In this chapter of Freakonomics, the question of the chapter is “why do drug dealers still live with their moms?” Economist John Kenneth Galbraith dives into a term called conventional wisdom. Conventional wisdom is known mostly as being true, but this is not always the case. Galbraith thinks that this type of wisdom is “convenient, comfortable, and comforting.” (citation) As the first couple of paragraphs continue on Levitt says that conventional wisdom is not always true, but it is hard to argue that is is never true.

One thing to compare conventional wisdom to is the dealing of crack cocaine.In 1996 the police force in Atlanta decided to underreport crime in the area.

The reason they decided to do this was because the city wanted the Olympics to come to Atlanta, and the only way for them to consider is if the crime rate decreased. Even though they got rid of reports every year there were still 22,000 police reports alone in 2002.

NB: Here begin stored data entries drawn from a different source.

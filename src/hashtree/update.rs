use tracing::debug;

use super::Context;
use crate::{BlockSource, Frame, HashFunction, HashStore, Result, Visitor};

/// Writes fresh digests for every visited block and node.
pub(super) struct Updater<'a, B, S, H> {
  context: Context<'a, B, S, H>,
}

impl<'a, B: BlockSource, S: HashStore, H: HashFunction> Updater<'a, B, S, H> {
  pub fn new(context: Context<'a, B, S, H>) -> Self {
    Updater { context }
  }

  pub fn counts(&self) -> (u64, u64) {
    self.context.counts()
  }
}

impl<B: BlockSource, S: HashStore, H: HashFunction> Visitor for Updater<'_, B, S, H> {
  fn visit_leaf(&mut self, frame: &Frame, block: u64, position: usize) -> Result<()> {
    let offset = self.context.update_leaf(frame.node, block, position)?;
    debug!("block {block} -> node {}.{position} @{offset}", frame.node);
    Ok(())
  }

  fn visit_node(&mut self, frame: &Frame) -> Result<()> {
    let offset = self.context.update_node(frame.node, frame.parent, frame.position)?;
    debug!("node {} -> node {}.{} @{offset}", frame.node, frame.parent, frame.position);
    Ok(())
  }
}
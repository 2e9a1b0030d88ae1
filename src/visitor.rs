//! Range-pruned, post-order traversal of a k-ary hash tree over an explicit stack.
//!
//! The walk starts at the root of the tree over `total` blocks and descends only into children whose block
//! coverage intersects the requested range. Blocks of a leaf are reported through [`Visitor::visit_leaf`]. When
//! every child of an internal node has been dispatched, [`Visitor::visit_node`] is called once for each child that
//! was descended into, left to right. The root itself is reported last through [`Visitor::visit_root`]. So a node
//! is always reported after everything below it, and hashing a node can rely on its slots being up to date.
//!
//! The stack never holds more than `depth` frames.

use std::ops::Range;

use bitvec::prelude::*;
use tracing::warn;

use crate::{Error, KaryTree, Result};

/// Callbacks of a tree walk. The first error returned stops the walk and is passed on to the caller of [`visit`].
pub trait Visitor {
  /// `block` belongs to the leaf `frame.node` and sits in its slot `position`.
  fn visit_leaf(&mut self, frame: &Frame, block: u64, position: usize) -> Result<()>;

  /// All of `frame.node`'s touched descendants have been visited. Its digest belongs in slot `frame.position` of
  /// `frame.parent`.
  fn visit_node(&mut self, frame: &Frame) -> Result<()>;

  /// Final callback for the root. `frame.parent` is the virtual record right after the last leaf, whose slot 0
  /// holds the root digest.
  fn visit_root(&mut self, frame: &Frame) -> Result<()> {
    self.visit_node(frame)
  }
}

/// One node on the traversal stack.
#[derive(Debug, Clone, PartialEq, Eq)]
pub struct Frame {
  pub node: u64,
  pub parent: u64,
  /// Slot of this node in its parent.
  pub position: usize,
  /// 1 for leaves.
  pub depth: u8,
  /// Blocks covered by this node, clipped to the total block count.
  pub blocks: Range<u64>,
  /// Intersection of `blocks` with the requested range.
  pub target: Range<u64>,
  /// Number of nodes under each child of this node.
  pub subtree_nodes: u64,
  /// Number of blocks under each child slot of this node.
  pub child_blocks: u64,
  progress: usize,
  touched: BitVec,
}

impl Frame {
  #[inline]
  pub fn is_leaf(&self) -> bool {
    self.depth == 1
  }

  /// Number of slots of this node that have a child (or, for a leaf, a block) behind them.
  #[inline]
  pub fn used_slots(&self) -> usize {
    (self.blocks.end - self.blocks.start).div_ceil(self.child_blocks) as usize
  }
}

/// Per-depth constants, `levels[d - 1]` for depth `d`.
#[derive(Debug, Clone, Copy)]
struct Level {
  subtree_nodes: u64,
  child_blocks: u64,
}

struct Walk<'a> {
  tree: &'a KaryTree,
  levels: Vec<Level>,
}

impl Walk<'_> {
  fn level(&self, depth: u8) -> Level {
    self.levels[depth as usize - 1]
  }

  /// Builds a frame without a touched set. [`Walk::descend`] adds one to internal nodes.
  fn frame(&self, node: u64, parent: u64, position: usize, depth: u8, blocks: Range<u64>, target: Range<u64>) -> Frame {
    let Level { subtree_nodes, child_blocks } = self.level(depth);
    let touched = BitVec::new();
    Frame { node, parent, position, depth, blocks, target, subtree_nodes, child_blocks, progress: 0, touched }
  }

  /// Blocks covered by the `n`-th child of `frame` and their intersection with its target, or `None` if the child
  /// lies entirely past the last block.
  fn span(frame: &Frame, n: usize) -> Option<(Range<u64>, Range<u64>)> {
    let start = frame.blocks.start.saturating_add((n as u64).saturating_mul(frame.child_blocks));
    if start >= frame.blocks.end {
      return None;
    }
    let end = start.saturating_add(frame.child_blocks).min(frame.blocks.end);
    let target = start.max(frame.target.start)..end.min(frame.target.end);
    Some((start..end, target))
  }

  fn child(&self, frame: &Frame, n: usize, blocks: Range<u64>, target: Range<u64>) -> Frame {
    let prev_subtree_nodes = self.level(frame.depth - 1).subtree_nodes;
    let node = self.tree.child_index(frame.node, n, frame.subtree_nodes, prev_subtree_nodes);
    self.frame(node, frame.node, n, frame.depth - 1, blocks, target)
  }

  /// The `n`-th child of `frame` ready to be pushed, or `None` if none of the requested blocks lie under it.
  fn descend(&self, frame: &Frame, n: usize) -> Option<Frame> {
    let (blocks, target) = Self::span(frame, n).filter(|(_, target)| !target.is_empty())?;
    let mut child = self.child(frame, n, blocks, target);
    if !child.is_leaf() {
      child.touched = bitvec![0; self.tree.k() as usize];
    }
    Some(child)
  }

  /// The `n`-th child of `frame` as reported to [`Visitor::visit_node`]. Only called for touched children.
  fn completed(&self, frame: &Frame, n: usize) -> Option<Frame> {
    let (blocks, target) = Self::span(frame, n)?;
    Some(self.child(frame, n, blocks, target))
  }
}

/// Walks the tree over `total` blocks, visiting the blocks `from..=to` and every node above them.
pub fn visit<V: Visitor + ?Sized>(tree: &KaryTree, visitor: &mut V, from: u64, to: u64, total: u64) -> Result<()> {
  if total == 0 {
    return Err(Error::NoBlocks);
  }
  if from > to || to >= total {
    return Err(Error::InvalidRange { from, to, blocks: total });
  }
  let depth = tree.depth(tree.leaf_count(total));
  if tree.checked_tree_size(depth).is_none() {
    return Err(Error::TreeTooLarge { k: tree.k(), blocks: total });
  }

  let levels = (1..=depth)
    .map(|d| Level { subtree_nodes: tree.tree_size(d - 1), child_blocks: tree.blocks_per_child(d) })
    .collect::<Vec<_>>();
  let walk = Walk { tree, levels };
  let (parent, position) = tree.root_slot(total);
  let root = walk.frame(tree.root_index(depth), parent, position, depth, 0..total, from..to + 1);

  let k = tree.k() as usize;
  let mut stack = Vec::with_capacity(depth as usize);
  let mut top = root.clone();
  if !top.is_leaf() {
    top.touched = bitvec![0; k];
  }
  stack.push(top);
  while let Some(mut frame) = stack.pop() {
    if frame.is_leaf() {
      if frame.blocks.end - frame.blocks.start != k as u64 {
        warn!("leaf {} covers blocks {:?}, not {k}", frame.node, frame.blocks);
      }
      for block in frame.target.clone() {
        visitor.visit_leaf(&frame, block, (block - frame.blocks.start) as usize)?;
      }
    } else if frame.progress == k {
      for n in frame.touched.iter_ones() {
        if let Some(child) = walk.completed(&frame, n) {
          visitor.visit_node(&child)?;
        }
      }
    } else {
      let n = frame.progress;
      frame.progress += 1;
      let child = walk.descend(&frame, n);
      if child.is_some() {
        frame.touched.set(n, true);
      }
      stack.push(frame);
      stack.extend(child);
    }
  }
  visitor.visit_root(&root)
}
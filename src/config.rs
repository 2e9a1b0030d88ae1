use crate::{Algorithm, Error, Result};

/// Branching factors accepted by the command line: powers of two, for which depth is computed with integer
/// arithmetic only.
pub const SUPPORTED_K: [u8; 7] = [2, 4, 8, 16, 32, 64, 128];

/// Parameters shared by every operation on the same hash-store. None of them are recorded in the store itself.
#[derive(Debug, Clone, Copy, PartialEq, Eq)]
pub struct Config {
  /// Branching factor, also the number of blocks per leaf.
  pub k: u8,
  /// Data block size in bytes.
  pub block_size: usize,
  pub algorithm: Algorithm,
}

impl Default for Config {
  fn default() -> Self {
    Config { k: 4, block_size: 4096, algorithm: Algorithm::Blake3 }
  }
}

impl Config {
  pub fn new(k: u8, block_size: usize, algorithm: Algorithm) -> Result<Self> {
    let config = Config { k, block_size, algorithm };
    config.validate()?;
    Ok(config)
  }

  pub fn validate(&self) -> Result<()> {
    if self.k < 2 {
      return Err(Error::InvalidBranchingFactor(self.k as u32));
    }
    if self.block_size == 0 {
      return Err(Error::InvalidBlockSize(self.block_size));
    }
    Ok(())
  }

  /// Whether `k` is one of [`SUPPORTED_K`].
  pub fn is_supported_k(k: u32) -> bool {
    SUPPORTED_K.iter().any(|s| *s as u32 == k)
  }
}
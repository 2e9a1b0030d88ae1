use tracing::{debug, error};

use super::Context;
use crate::{BlockSource, Error, Frame, HashFunction, HashStore, Result, Visitor};

/// Recomputes digests and compares them with the stored ones. Read-only.
pub(super) struct Verifier<'a, B, S, H> {
  context: Context<'a, B, S, H>,
  stored: Vec<u8>,
}

impl<'a, B: BlockSource, S: HashStore, H: HashFunction> Verifier<'a, B, S, H> {
  pub fn new(context: Context<'a, B, S, H>) -> Self {
    let stored = vec![0u8; context.digest_size()];
    Verifier { context, stored }
  }

  pub fn counts(&self) -> (u64, u64) {
    self.context.counts()
  }

  /// Whether the digest just computed equals the one stored at `offset`.
  fn matches(&mut self, offset: u64) -> Result<bool> {
    self.context.store.read_at(offset, &mut self.stored)?;
    Ok(self.stored == self.context.digest)
  }

  /// Slots of `frame.node` with nothing behind them must be zero. Expects the node record in `context.record`.
  fn check_padding(&self, frame: &Frame) -> Result<()> {
    let h = self.context.digest_size();
    for slot in frame.used_slots()..self.context.k() {
      if self.context.record[slot * h..(slot + 1) * h].iter().any(|b| *b != 0) {
        let offset = self.context.slot_offset(frame.node, slot);
        error!("node {}.{slot} @{offset} should be empty", frame.node);
        return Err(Error::NonZeroPadding { node: frame.node, slot, offset });
      }
    }
    Ok(())
  }
}

impl<B: BlockSource, S: HashStore, H: HashFunction> Visitor for Verifier<'_, B, S, H> {
  fn visit_leaf(&mut self, frame: &Frame, block: u64, position: usize) -> Result<()> {
    self.context.hash_block(block)?;
    let offset = self.context.slot_offset(frame.node, position);
    if !self.matches(offset)? {
      error!("block {block} does not match node {}.{position} @{offset}", frame.node);
      return Err(Error::BlockMismatch { block, node: frame.node, slot: position, offset });
    }
    debug!("block {block} = node {}.{position} @{offset}", frame.node);
    Ok(())
  }

  fn visit_node(&mut self, frame: &Frame) -> Result<()> {
    self.context.hash_node(frame.node)?;
    self.check_padding(frame)?;
    let offset = self.context.slot_offset(frame.parent, frame.position);
    if !self.matches(offset)? {
      error!("node {} does not match node {}.{} @{offset}", frame.node, frame.parent, frame.position);
      return Err(Error::NodeMismatch { node: frame.node, parent: frame.parent, slot: frame.position, offset });
    }
    debug!("node {} = node {}.{} @{offset}", frame.node, frame.parent, frame.position);
    Ok(())
  }
}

In the 1990s crack appeared out of nowhere. It had the police force in a frenzy, the dealers showed that they had the upper hand. The dealers had an unlimited amount of cash and access to any type of weapon. But when you really looked deep into the projects that the drug dealers were living in, you would notice that most drug dealers lived with their moms.A graduate from the University of California Sudhir Venkatesh received a degree in mathematics. Venkatesh next went to the University of Chicago and received a PhD in sociology.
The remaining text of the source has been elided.